BOBIE-LEE DIXON
(bobie-lee.dixon@guardian.co.tt)
One activist is calling for the establishment of adequate rehabilitation spaces for perpetrators of domestic violence.
Programme Coordinator of the Cure Violence Transition TeamGregory Sloane-Seale said the need was dire especially because from a very young age males were not given the requisite tools to learn healthily masculinity.
Sloane-Seale made the call while speaking at a virtual seminar titled: Shades of Domestic Violence, hosted collaboratively by the International Women’s Resource Network (IWRN) and the US Embassy. It’s main focus IWRN director Adriana Issac-Rattan said, was to look at the various types of abuse and casual factors.
The former head of the Trinidad and Tobago Coalition Against Domestic Violence (CADV) and the single male on the event’s panel, said society had not taught men how to deal with their emotions, leaving them with very little understanding of how they ought to express themselves.

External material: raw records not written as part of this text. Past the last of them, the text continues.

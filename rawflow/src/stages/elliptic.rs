//! Elliptic IIR filter stage.
//!
//! The band type follows from which edges are given: only the high side
//! (`high_pass`, `high_stop`) makes a lowpass, only the low side
//! (`low_stop`, `low_pass`) a highpass, both sides a bandpass.

use super::cached::Upstream;
use super::{LoadOptions, RawPipe};
use crate::core::{ChannelKind, RawSignal};
use crate::errors::{InvalidParameter, Result};
use crate::processing::{BandType, EllipticDesign, SignalProcessor};
use ndarray::Array2;
use tracing::debug;

/// Band edges (Hz) and attenuation (dB) of an elliptic filter.
#[derive(Debug, Clone, PartialEq)]
pub struct EllipticParams {
    /// Upper edge of the low stopband.
    pub low_stop: Option<f64>,
    /// Lower edge of the passband.
    pub low_pass: Option<f64>,
    /// Upper edge of the passband.
    pub high_pass: Option<f64>,
    /// Lower edge of the high stopband.
    pub high_stop: Option<f64>,
    /// Maximum passband loss.
    pub gpass: f64,
    /// Minimum stopband attenuation.
    pub gstop: f64,
}

fn invalid(message: impl Into<String>) -> crate::errors::RawflowError {
    InvalidParameter::new("elliptic filter", message).into()
}

impl EllipticParams {
    /// Creates elliptic filter parameters.
    ///
    /// # Errors
    ///
    /// Returns [`InvalidParameter`] for edge combinations that describe no
    /// band, a pass edge without its stop edge (or vice versa), and
    /// non-positive attenuation values.
    pub fn new(
        low_stop: Option<f64>,
        low_pass: Option<f64>,
        high_pass: Option<f64>,
        high_stop: Option<f64>,
        gpass: f64,
        gstop: f64,
    ) -> Result<Self> {
        if high_stop.is_none() {
            if low_stop.is_none() {
                return Err(invalid("at least one of low_stop and high_stop is required"));
            }
            if high_pass.is_some() {
                return Err(invalid("high_pass requires high_stop"));
            }
        } else if high_pass.is_none() {
            return Err(invalid("high_stop requires high_pass"));
        }
        if low_stop.is_none() {
            if low_pass.is_some() {
                return Err(invalid("low_pass requires low_stop"));
            }
        } else if low_pass.is_none() {
            return Err(invalid("low_stop requires low_pass"));
        }
        if !(gpass > 0.0 && gstop > gpass) {
            return Err(invalid(format!("gpass={gpass}, gstop={gstop}: need 0 < gpass < gstop")));
        }
        Ok(Self {
            low_stop,
            low_pass,
            high_pass,
            high_stop,
            gpass,
            gstop,
        })
    }

    /// The band type implied by the given edges.
    #[must_use]
    pub const fn band_type(&self) -> BandType {
        if self.low_stop.is_none() {
            BandType::Lowpass
        } else if self.high_stop.is_none() {
            BandType::Highpass
        } else {
            BandType::Bandpass
        }
    }

    /// Design requirements at sampling rate `sfreq`, edges normalized to Nyquist.
    ///
    /// # Errors
    ///
    /// Returns [`InvalidParameter`] if an edge lies at or above Nyquist.
    pub fn design(&self, sfreq: f64) -> Result<EllipticDesign> {
        let nyq = sfreq / 2.0;
        let norm = |edge: Option<f64>| -> Result<Vec<f64>> {
            match edge {
                Some(f) if f <= 0.0 || f >= nyq => {
                    Err(invalid(format!("edge {f} Hz outside (0, {nyq}) Hz")))
                }
                Some(f) => Ok(vec![f / nyq]),
                None => Ok(Vec::new()),
            }
        };
        let btype = self.band_type();
        let (wp, ws) = match btype {
            BandType::Lowpass => (norm(self.high_pass)?, norm(self.high_stop)?),
            BandType::Highpass => (norm(self.low_pass)?, norm(self.low_stop)?),
            BandType::Bandpass => (
                [norm(self.low_pass)?, norm(self.high_pass)?].concat(),
                [norm(self.low_stop)?, norm(self.high_stop)?].concat(),
            ),
        };
        Ok(EllipticDesign {
            btype,
            wp,
            ws,
            gpass: self.gpass,
            gstop: self.gstop,
        })
    }

    /// Filters every row of already loaded data, `[channels, times]`.
    ///
    /// # Errors
    ///
    /// Returns [`InvalidParameter`] for edges beyond Nyquist and
    /// [`crate::errors::RawflowError::Processor`] if design or filtering fails.
    pub fn filter_data(&self, processor: &dyn SignalProcessor, data: &mut Array2<f64>, sfreq: f64) -> Result<()> {
        let sos = processor.elliptic_sos(&self.design(sfreq)?)?;
        for mut row in data.rows_mut() {
            let filtered = processor.sosfilt(&sos, row.view())?;
            row.assign(&filtered);
        }
        Ok(())
    }

    pub(crate) fn make(&self, up: &Upstream<'_>, subject: &str, session: &str) -> Result<RawSignal> {
        let mut raw = up.parent.load(subject, session, LoadOptions::default().preloaded())?;
        debug!(stage = up.name, subject, session, btype = %self.band_type(), "Filtering raw");

        let processor = up.ctx.processor.as_ref();
        let sos = processor.elliptic_sos(&self.design(raw.info.sfreq)?)?;
        for idx in raw.picks(|kind| matches!(kind, ChannelKind::Eeg | ChannelKind::RefMeg), false) {
            let filtered = processor.sosfilt(&sos, raw.data.row(idx))?;
            raw.data.row_mut(idx).assign(&filtered);
        }

        if let Some(high) = self.high_pass {
            if raw.info.lowpass > high {
                raw.info.lowpass = high;
            }
        }
        if let Some(low) = self.low_pass {
            if raw.info.highpass < low {
                raw.info.highpass = low;
            }
        }
        Ok(raw)
    }

    pub(crate) fn dict_entries(&self, out: &mut serde_json::Map<String, serde_json::Value>) {
        out.insert(
            "args".into(),
            serde_json::json!([
                self.low_stop,
                self.low_pass,
                self.high_pass,
                self.high_stop,
                self.gpass,
                self.gstop
            ]),
        );
    }
}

Referring to the misinformed saying “real men don’t cry,” Sloane-Seale said this was, unfortunately, the lesson still being taught to society’s men.
He said it was almost as though, men were taught not to be human.

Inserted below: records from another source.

//! Channel-name matching and flat-channel detection.

use crate::core::{ChannelKind, RawSignal};
use crate::errors::{InvalidParameter, Result};
use regex::Regex;
use std::sync::OnceLock;

fn trailing_number() -> &'static Regex {
    static RE: OnceLock<Regex> = OnceLock::new();
    RE.get_or_init(|| Regex::new(r"^(.*?)0*(\d+)$").expect("trailing number pattern is valid"))
}

/// Comparison key: lowercase, separators dropped, leading zeros of the
/// trailing number dropped (`"MEG 001"` and `"meg1"` share a key).
fn channel_key(name: &str) -> String {
    let compact: String = name
        .chars()
        .filter(|c| c.is_alphanumeric())
        .flat_map(char::to_lowercase)
        .collect();
    match trailing_number().captures(&compact) {
        Some(caps) => format!("{}{}", &caps[1], &caps[2]),
        None => compact,
    }
}

fn trailing_int(name: &str) -> Option<u64> {
    let digits: String = name
        .chars()
        .rev()
        .take_while(char::is_ascii_digit)
        .collect::<Vec<_>>()
        .into_iter()
        .rev()
        .collect();
    digits.parse().ok()
}

/// Resolves user-supplied channel names against the channels of a recording.
///
/// Names are matched exactly first, then by a case- and
/// separator-insensitive key; a bare number matches the single channel
/// whose name ends in that number. The result keeps request order without
/// duplicates.
///
/// # Errors
///
/// Returns [`InvalidParameter`] listing every name that matches no channel
/// or more than one.
pub fn normalize_channel_names(requested: &[String], available: &[String]) -> Result<Vec<String>> {
    let mut out: Vec<String> = Vec::with_capacity(requested.len());
    let mut unmatched = Vec::new();

    for name in requested {
        let resolved = if available.contains(name) {
            Some(name.clone())
        } else if !name.is_empty() && name.chars().all(|c| c.is_ascii_digit()) {
            let number: Option<u64> = name.parse().ok();
            let candidates: Vec<&String> = available
                .iter()
                .filter(|ch| number.is_some() && trailing_int(ch) == number)
                .collect();
            match candidates.as_slice() {
                [single] => Some((*single).clone()),
                _ => None,
            }
        } else {
            let key = channel_key(name);
            let candidates: Vec<&String> =
                available.iter().filter(|ch| channel_key(ch) == key).collect();
            match candidates.as_slice() {
                [single] => Some((*single).clone()),
                _ => None,
            }
        };

        match resolved {
            Some(ch) if !out.contains(&ch) => out.push(ch),
            Some(_) => {}
            None => unmatched.push(name.clone()),
        }
    }

    if unmatched.is_empty() {
        Ok(out)
    } else {
        Err(InvalidParameter::new(
            "bad channels",
            format!("no unique sensor matches {}", unmatched.join(", ")),
        )
        .into())
    }
}

/// MEG/EEG channels whose standard deviation over time is below `flat`.
#[must_use]
pub fn flat_channels(raw: &RawSignal, flat: f64) -> Vec<String> {
    raw.picks(ChannelKind::is_data, false)
        .into_iter()
        .filter(|&i| raw.data.row(i).std(0.0) < flat)
        .map(|i| raw.info.ch_names[i].clone())
        .collect()
}

#[cfg(test)]
mod tests {
    use super::*;
    use crate::errors::RawflowError;
    use ndarray::array;

    fn names(list: &[&str]) -> Vec<String> {
        list.iter().map(|s| (*s).to_string()).collect()
    }

    #[test]
    fn test_exact_and_fuzzy_matches() {
        let available = names(&["MEG 001", "MEG 002", "Fp1", "EOG 061"]);
        let out = normalize_channel_names(&names(&["MEG 002", "meg1", "fp 1"]), &available).unwrap();
        assert_eq!(out, names(&["MEG 002", "MEG 001", "Fp1"]));
    }

    #[test]
    fn test_numeric_names() {
        let available = names(&["MEG 001", "MEG 002", "MEG 010"]);
        let out = normalize_channel_names(&names(&["10", "2"]), &available).unwrap();
        assert_eq!(out, names(&["MEG 010", "MEG 002"]));
    }

    #[test]
    fn test_duplicates_collapse() {
        let available = names(&["MEG 001"]);
        let out = normalize_channel_names(&names(&["MEG 001", "1"]), &available).unwrap();
        assert_eq!(out, names(&["MEG 001"]));
    }

    #[test]
    fn test_unmatched_names_rejected() {
        let available = names(&["MEG 001"]);
        let err = normalize_channel_names(&names(&["Cz", "MEG 001"]), &available).unwrap_err();
        match err {
            RawflowError::InvalidParameter(e) => assert!(e.message.contains("Cz")),
            other => panic!("unexpected error {other:?}"),
        }
    }

    #[test]
    fn test_flat_channels() {
        let raw = RawSignal::new(
            names(&["C1", "C2", "STI"]),
            vec![ChannelKind::Eeg, ChannelKind::Eeg, ChannelKind::Stim],
            100.0,
            array![[1.0, -1.0, 1.0], [2.0, 2.0, 2.0], [0.0, 0.0, 0.0]],
        )
        .unwrap();
        assert_eq!(flat_channels(&raw, 1e-14), names(&["C2"]));
    }
}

Using his own experiences, Sloane-Seale said he had to seek counselling after he realised his possessive tendencies in his marriage.
In past relationships, he said although he had never been physically abusive, he would have exercised verbal abuse and controlling behaviour.
He said it was important to note there were other forms of abuse not regularly discussed, but equally harmful to their victims.
These types of abuse included emotional, psychological, financial, isolation, threat and intimidation.
But while Sloane-Seale sought counselling to correct his behaviours, he said many might not have access to such.
He pointed said there were various groups ‘here and there’ that offered programmes for males, but there was nothing on a more consistent, coordinated and national level.
He said the development of such groups to work with perpetrators was imperative.
In making his contribution to the discussion on causal factors of domestic violence, Sloane-Seale said several areas came into play, among them was abuse being a learned behaviour.
“We also have a larger number of abusers who have abused themselves, maybe as children, so they are just repeating the cycle of abuse experienced in their development. In some cases, abuse may not have been directed to them, but growing up in a family where parents or guardians were involved in physical, verbal, emotional abuse can predispose an individual to become an abuser,” he explained.
He said social media and pornography also contributed to the exacerbation of an abusive and violent culture. Via these digital portals, Sloane-Seale said often women were presented and viewed as objects.
There have been several domestic violence-related killings of women in T&T since the start of 2020.
Last Thursday, the latest case presented itself in the killing of Venezuelan national Johandry Espinosa, whose husband, a 42-year-old Cuban national, employed at the Embassy of Venezuela, subsequently confessed to strangling Espinosa during an argument.
The panel, which also included domestic violence survivors who shared their stories, looked at several other areas including the need for education on domestic violence from an institutional to community-based level, better-trained first responders, abuse trauma rehabilitation centers, better social support services, better legislation and the enforcement of laws as it pertained to domestic violence.
Deputy public relations affairs officer at the US embassy, Naureen Naila, also made a call; to have a more community coordinated response to domestic violence.